■ **TO DO**:
Using the entries that follow, write out the line containing "filename interface/src/transport/mod.rs", the line containing "from remote addresses", and every line between them, exactly and nothing else.

[Saved data entries]
<<<<
/// End-to-end tests for downloading the files a scope-always object needs
use ghostnet_shared::{GhostEvent, MemoryFileStore, ObjectFlags, FILE_CHUNK_SIZE};
use ghostnet_test::{HandlerCall, Level, PairOptions, TestPair};

fn level_pair(server_files: MemoryFileStore) -> TestPair {
    let mut options = PairOptions::default();
    options.ghosting = true;
    options.server_files = server_files;
    let mut pair = TestPair::connected(options);

    pair.server.objects_mut().insert(
        Box::new(Level::new("arena")),
        ObjectFlags::GHOSTABLE | ObjectFlags::SCOPE_ALWAYS,
    );
    let server_key = pair.server_key().expect("server holds the client");
    pair.server
        .activate_ghosting(&server_key)
        .expect("server ghosts to the client");
    pair
}

fn level_data() -> Vec<u8> {
    (0..(FILE_CHUNK_SIZE * 3 + 10)).map(|byte| byte as u8).collect()
}

// ========== Download Tests ==========

#[test]
fn test_missing_file_is_downloaded_before_install() {
    let data = level_data();
    let mut pair = level_pair(MemoryFileStore::new().with_file("arena.lvl", &data));

    assert!(pair.tick_until(200, |pair| pair
        .client_log
        .contains(&HandlerCall::GhostAlwaysObjectsReceived)));

    assert_eq!(pair.client_connection().file_store().read("arena.lvl"), Some(data.clone()));
    let progress = pair.client_log.count(|call| {
        matches!(call, HandlerCall::FileChunkReceived { name, size, .. }
            if name == "arena.lvl" && *size == data.len())
    });
    assert_eq!(progress, 3);

    let events = pair.client_connection().take_ghost_events();
    let index = match events.as_slice() {
        [GhostEvent::Created { index }] => *index,
        other => panic!("Expected one created ghost, got {:?}", other),
    };
    let level = pair
        .client_connection()
        .resolve_ghost(index)
        .and_then(|object| object.as_any().downcast_ref::<Level>())
        .cloned();
    assert_eq!(level, Some(Level::new("arena")));
    assert!(pair.tick_until(40, |pair| pair
        .server_log
        .contains(&HandlerCall::ReadyForNormalGhosts)));
}

#[test]
fn test_unavailable_file_leaves_object_uninstalled() {
    let mut pair = level_pair(MemoryFileStore::new());

    assert!(pair.tick_until(200, |pair| pair
        .client_log
        .count(|call| matches!(call, HandlerCall::ConnectionError { .. }))
        > 0));

    let error = pair
        .client_connection()
        .last_error()
        .map(str::to_string)
        .expect("a missing file is reported");
    assert!(error.contains("arena.lvl"));
    assert!(!pair
        .client_log
        .contains(&HandlerCall::GhostAlwaysObjectsReceived));
    assert!(pair.client_connection().take_ghost_events().is_empty());
}

#[test]
fn test_never_download_files() {
    let data = level_data();
    let mut options = PairOptions::default();
    options.ghosting = true;
    options.server_files = MemoryFileStore::new().with_file("arena.lvl", &data);
    options.connection.never_download_files = true;
    let mut pair = TestPair::connected(options);

    pair.server.objects_mut().insert(
        Box::new(Level::new("arena")),
        ObjectFlags::GHOSTABLE | ObjectFlags::SCOPE_ALWAYS,
    );
    let server_key = pair.server_key().expect("server holds the client");
    pair.server
        .activate_ghosting(&server_key)
        .expect("server ghosts to the client");

    assert!(pair.tick_until(200, |pair| pair.client_connection().last_error().is_some()));
    assert!(!pair.client_connection().file_store().exists("arena.lvl"));
    assert_eq!(
        pair.client_log
            .count(|call| matches!(call, HandlerCall::FileChunkReceived { .. })),
        0
    );
}
/// Tests for SequenceList error handling

use ghostnet_shared::{SequenceError, SequenceList};

#[derive(Debug, PartialEq)]
struct TestItem {
    value: i32,
}

#[test]
fn try_insert_keeps_sequence_order() {
    let mut list = SequenceList::new();

    assert!(list.try_insert(100, TestItem { value: 1 }).is_ok());
    assert!(list.try_insert(200, TestItem { value: 2 }).is_ok());
    assert!(list.try_insert(150, TestItem { value: 3 }).is_ok());

    let order: Vec<u16> = list.iter().map(|(sequence, _)| *sequence).collect();
    assert_eq!(order, vec![100, 150, 200]);
}

#[test]
fn try_insert_duplicate_error() {
    let mut list = SequenceList::new();
    list.try_insert(100, TestItem { value: 1 }).unwrap();

    let result = list.try_insert(100, TestItem { value: 2 });
    match result {
        Err(SequenceError::DuplicateSequence { sequence }) => assert_eq!(sequence, 100),
        Ok(_) => panic!("Expected error, got Ok"),
    }
    assert_eq!(list.len(), 1);
}

#[test]
fn try_insert_orders_across_wrap() {
    let mut list = SequenceList::new();
    list.try_insert(2, TestItem { value: 3 }).unwrap();
    list.try_insert(65534, TestItem { value: 1 }).unwrap();
    list.try_insert(65535, TestItem { value: 2 }).unwrap();

    assert_eq!(list.front_sequence(), Some(65534));
    assert_eq!(list.pop_front_if(65534), Some(TestItem { value: 1 }));
    assert_eq!(list.pop_front_if(2), None);
    assert_eq!(list.pop_front_if(65535), Some(TestItem { value: 2 }));
}

#[test]
fn duplicate_error_message() {
    let error = SequenceError::DuplicateSequence { sequence: 42 };
    let msg = format!("{}", error);
    assert!(msg.contains("42"));
    assert!(msg.contains("Duplicate"));
}
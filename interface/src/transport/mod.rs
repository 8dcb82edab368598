use std::net::SocketAddr;

use crate::error::TransportError;

cfg_if! {
    if #[cfg(feature = "transport_udp")] {
        mod udp;
        pub use udp::UdpSocket;
    } else {}
}

/// Used to send datagrams to remote addresses
pub trait PacketSender {
    /// Sends a datagram to the given address
    fn send(&self, address: &SocketAddr, payload: &[u8]) -> Result<(), TransportError>;
}

/// Used to receive datagrams from remote addresses
pub trait PacketReceiver {
    /// Receives the next waiting datagram, or None if nothing is waiting
    fn receive(&mut self) -> Result<Option<(SocketAddr, &[u8])>, TransportError>;
}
>>>>
■ **REPLY**:
filename interface/src/transport/mod.rs
repository 8dcb82edab368598
use std::net::SocketAddr;

use crate::error::TransportError;

cfg_if! {
    if #[cfg(feature = "transport_udp")] {
        mod udp;
        pub use udp::UdpSocket;
    } else {}
}

/// Used to send datagrams to remote addresses
pub trait PacketSender {
    /// Sends a datagram to the given address
    fn send(&self, address: &SocketAddr, payload: &[u8]) -> Result<(), TransportError>;
}

/// Used to receive datagrams from remote addresses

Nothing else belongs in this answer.